Even if official federal permission is forthcoming, the need for local ones is a potential major complication.
Leif Dormsjo, director of the District’s Department of Transportation, said, “I’m completely unaware of any request to the District government to permit or review anything related to an Elon Musk project.”
“This is news to City Hall,” said a spokesman for New York Mayor Bill de Blasio (D).
Musk has had “no contact” with city officials, a spokesman for Philadelphia Mayor Jim Kenney said.
“We do not know what he means when he says he has received government approval,” the spokesman said. “There are numerous hurdles for this Hyperloop technology before it can become a reality.”
A Boring Co. spokesperson said: “We look forward to future conversations with the cities and states along this route and we expect to secure the formal approvals necessary to break ground later this year.”
The electric and autonomous car evangelist first teased the Boring Co. in December, and in April he hinted that his network of Hyperloops could be a nationwide phenomenon.
Musk’s plans appear to draw significant inspiration from Los Angeles’ crushing road traffic, which he has bemoaned on multiple occasions.

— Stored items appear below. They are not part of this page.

//! Modal dialogs drawn over the board

use ratatui::{
    layout::{Alignment, Rect},
    style::{Modifier, Style},
    text::{Line, Span},
    widgets::{Block, Borders, Clear, Paragraph, Wrap},
    Frame,
};
use unicode_width::UnicodeWidthStr;

use crate::ui::theme::Theme;

/// Dialog width in columns, before clamping to the screen
const DIALOG_WIDTH: u16 = 60;

/// Rectangle of `width` x `height` centred in `area`, clamped to fit
fn centered_rect(width: u16, height: u16, area: Rect) -> Rect {
    let width = width.min(area.width);
    let height = height.min(area.height);
    Rect {
        x: area.x + (area.width - width) / 2,
        y: area.y + (area.height - height) / 2,
        width,
        height,
    }
}

fn dialog_block<'a>(title: &'a str, theme: &Theme) -> Block<'a> {
    Block::default()
        .borders(Borders::ALL)
        .border_style(Style::default().fg(theme.accent))
        .title(title)
        .style(Style::default().bg(theme.background))
}

/// Draw a single-line text input
pub(crate) fn draw_prompt(f: &mut Frame, title: &str, input: &str, theme: &Theme) {
    let area = centered_rect(DIALOG_WIDTH, 5, f.area());
    f.render_widget(Clear, area);

    let block = dialog_block(title, theme);
    let inner = block.inner(area);
    f.render_widget(block, area);

    // Keep the end of long input visible
    let max_width = inner.width.saturating_sub(2) as usize;
    let mut visible = input;
    while visible.width() > max_width {
        let mut chars = visible.chars();
        chars.next();
        visible = chars.as_str();
    }

    let lines = vec![
        Line::from(vec![
            Span::styled("❯ ", Style::default().fg(theme.accent)),
            Span::styled(visible, Style::default().fg(theme.foreground)),
        ]),
        Line::from(""),
        Line::from(Span::styled(
            "Enter: confirm | Esc: cancel",
            Style::default().fg(theme.dimmed),
        )),
    ];
    f.render_widget(Paragraph::new(lines), inner);

    let cursor_x = inner.x + 2 + visible.width() as u16;
    f.set_cursor_position((cursor_x.min(inner.right().saturating_sub(1)), inner.y));
}

/// Draw a yes/no question
pub(crate) fn draw_confirm(f: &mut Frame, question: &str, theme: &Theme) {
    let area = centered_rect(DIALOG_WIDTH, 6, f.area());
    f.render_widget(Clear, area);

    let lines = vec![
        Line::from(Span::styled(
            question,
            Style::default()
                .fg(theme.foreground)
                .add_modifier(Modifier::BOLD),
        )),
        Line::from(""),
        Line::from(Span::styled(
            "y/Enter: yes | n/Esc: no",
            Style::default().fg(theme.dimmed),
        )),
    ];

    let dialog = Paragraph::new(lines)
        .alignment(Alignment::Center)
        .wrap(Wrap { trim: true })
        .block(dialog_block(" Confirm ", theme));
    f.render_widget(dialog, area);
}

#[cfg(test)]
mod tests {
    use super::*;

    #[test]
    fn test_centered_rect() {
        let area = Rect::new(0, 0, 100, 40);
        assert_eq!(centered_rect(60, 5, area), Rect::new(20, 17, 60, 5));

        // Clamped on small screens
        let small = Rect::new(0, 0, 30, 3);
        assert_eq!(centered_rect(60, 5, small), Rect::new(0, 0, 30, 3));
    }
}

In April, he proposed underground tunnels for the city that could ferry cars from one place to another at high speeds. Musk’s tweets on Thursday seemed to refer to these plans, as well as an eventual Hyperloop corridor connecting Los Angeles with San Francisco.
Building a Hyperloop above ground comes with enormous physical and regulatory challenges, which may be one reason Musk is considering an underground approach.
Because Hyperloop technology involves traveling at extremely high speeds, any major turns could subject passengers to undue gravity forces. That suggests that the safest, most efficient way to build the Hyperloop would be in straight lines.
There’s just one problem: Above ground, you need to worry about permits and land rights. Musk’s original vision for the Hyperloop budgeted $1 billion for that alone.
Subterranean land rights may be no less complicated. But go deep enough, and at least you won’t have to worry about plowing through buildings.
Musk isn’t the only one working on Hyperloop technology. Although he has done much to popularize the concept in recent years, by opensourcing the idea, Musk has allowed other companies such as Hyperloop One to compete against each other in an effort to build the first working example.